Summer of 1992, my two best friends and I liked to pass our late nights by driving around Bainbridge Island, then a sub-rural community beginning its transformation into its current upper-middle class suburban state. Like bored teenagers driving around hometowns everywhere, we were looking for trouble…but in our case it was plastic trouble.

We were looking for big wheels.

None of us drank and two of us were virgins, so we had to get our thrills where we could. 3:30 on Sunday mornings, we would cruise the wealthy newly-developed neighborhoods scanning dewy lawns for glistening big wheels left out by rich children who hadn’t put them away come sunset. When we hit the jackpot, the car would silently roll to a stop, one of us would silently jump out, and the big wheel would be confiscated.

No eruptions of teenage giggles would ensue until we were safely back in the car and several blocks away. We knew when to be quiet.

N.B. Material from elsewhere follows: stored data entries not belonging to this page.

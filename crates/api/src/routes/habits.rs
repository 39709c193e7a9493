//! Route definitions for the `/habits` resource.

use axum::routing::{get, post};
use axum::Router;

use crate::handlers::habits;
use crate::state::AppState;

/// Routes mounted at `/habits`.
///
/// ```text
/// GET  /                -> list
/// POST /                -> create
/// GET  /{id}            -> get_by_id
/// POST /{id}/progress   -> record_progress
/// ```
pub fn router() -> Router<AppState> {
    Router::new()
        .route("/", get(habits::list).post(habits::create))
        .route("/{id}", get(habits::get_by_id))
        .route("/{id}/progress", post(habits::record_progress))
}
//! Progress ledger entry model.

use habitcat_core::types::{DbId, Timestamp};
use sqlx::FromRow;

/// A row from the append-only `progress_entries` table.
#[derive(Debug, Clone, FromRow)]
pub struct ProgressEntry {
    pub id: DbId,
    pub item_id: DbId,
    pub delta: i32,
    pub created_at: Timestamp,
}
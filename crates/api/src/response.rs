//! Shared response envelope types for API handlers.
//!
//! List responses use a `{ "data": ... }` envelope. Use [`DataResponse`]
//! instead of ad-hoc `serde_json::json!({ "data": ... })` to get compile-time
//! type safety and consistent serialization.

use serde::Serialize;

/// Standard `{ "data": T }` response envelope.
///
/// # Example
///
/// ```ignore
/// Ok(Json(DataResponse { data: items }))
/// ```
#[derive(Debug, Serialize)]
pub struct DataResponse<T: Serialize> {
    pub data: T,
}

Once we’d accumulated three big wheels, we would drive to the steepest, longest hill we could find. Typically, it was Arrow Point, near Battle Point Park. We’d hide whoever’s car we happened to be driving and take our big wheels to the top of the hill.

Then we’d head down the hill on our stolen plastic contraband.

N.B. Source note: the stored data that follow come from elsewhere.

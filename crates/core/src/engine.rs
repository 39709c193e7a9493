//! The progress engine: the only entry point for reading and mutating
//! goal/habit progress.
//!
//! Every operation takes the account scope and the reference instant `now`
//! explicitly. Nothing is cached between calls; each read recomputes progress
//! from the ledger.

use crate::error::CoreError;
use crate::item::{ItemView, NewItem};
use crate::store::ItemStore;
use crate::types::{DbId, Timestamp};

/// Points added by one [`ProgressEngine::record_progress`] call.
pub const PROGRESS_DELTA: i32 = 1;

/// Entity name reported by `NotFound` errors raised by the engine.
const ITEM_ENTITY: &str = "Item";

/// Progress engine over a storage capability `S`.
#[derive(Debug, Clone)]
pub struct ProgressEngine<S> {
    store: S,
}

impl<S: ItemStore> ProgressEngine<S> {
    pub fn new(store: S) -> Self {
        Self { store }
    }

    pub fn store(&self) -> &S {
        &self.store
    }

    /// Every item visible to `scope`, annotated with its progress at `now`.
    ///
    /// The order of the returned list is unspecified.
    pub async fn list_items(
        &self,
        scope: Option<DbId>,
        now: Timestamp,
    ) -> Result<Vec<ItemView>, CoreError> {
        let items = self.store.list_items(scope).await?;
        let mut views = Vec::with_capacity(items.len());
        for item in &items {
            let done = item.compute_done(&self.store, now).await?;
            views.push(item.view(done));
        }
        Ok(views)
    }

    /// One item with its progress at `now`.
    ///
    /// An item owned by another account is reported exactly like a missing
    /// one.
    pub async fn get_item(
        &self,
        id: DbId,
        scope: Option<DbId>,
        now: Timestamp,
    ) -> Result<ItemView, CoreError> {
        let item = self
            .store
            .find_item(id, scope)
            .await?
            .ok_or(CoreError::NotFound {
                entity: ITEM_ENTITY,
                id,
            })?;
        let done = item.compute_done(&self.store, now).await?;
        Ok(item.view(done))
    }

    /// Validate `input` and write a new item owned by `owner`.
    ///
    /// Invalid input is rejected before anything is written.
    pub async fn create_item(
        &self,
        owner: Option<DbId>,
        input: &NewItem,
        now: Timestamp,
    ) -> Result<DbId, CoreError> {
        let item = input.validate(now)?;
        let id = self.store.insert_item(owner, &item, now).await?;
        tracing::info!(
            item_id = id,
            account_id = ?owner,
            kind = item.kind().as_str(),
            todo = item.todo,
            "Created trackable item",
        );
        Ok(id)
    }

    /// Add one point to an item and return its updated view.
    ///
    /// The returned `done` includes exactly the entries appended up to and
    /// including this call.
    pub async fn record_progress(
        &self,
        id: DbId,
        scope: Option<DbId>,
        now: Timestamp,
    ) -> Result<ItemView, CoreError> {
        let (item, done) = self
            .store
            .record_progress(id, scope, PROGRESS_DELTA, now)
            .await?
            .ok_or(CoreError::NotFound {
                entity: ITEM_ENTITY,
                id,
            })?;
        let view = item.view(done);
        tracing::info!(
            item_id = id,
            item = %item.describe(),
            done = view.done,
            pct_done = view.pct_done,
            "Recorded progress",
        );
        Ok(view)
    }
}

Riding a big wheel is no small feat when you’re 17 trying to fit into a seat designed for a 6 year old. The plastic seats would sag beneath our asses, and putting your feet on the pedals (and therefore brakes) was not an option. Knees can’t bend like that. My two companions always opted to ride the hills with their legs sticking straight out on either side of the front wheel. This was probably smart as they could use their feet to brake.

I, meanwhile, preferred to prop my legs up over the steering wheel. This granted me no braking control, but allowed for a less awkward, more kamikaze, experience.

We would scream down the hill, the sound of over-burdened plastic against concrete in our ears, the rush of night air on our faces. It was very exciting in that “don’t drink, don’t smoke, what do you do?” sort of way.

One weekend night, as we were in a mid-hill decent, a car crested the hill in the front of us. “Ditch!” came up the battle cry, and all three of us steered toward the ditch at the side of the road. Since the other two could use their feet to brake, they had smooth transitions from downhill to ditch. I, meanwhile, steered to sharply to the right, and wiped out on the asphalt…effectively wiping off the top several layers of skin from my right forearm.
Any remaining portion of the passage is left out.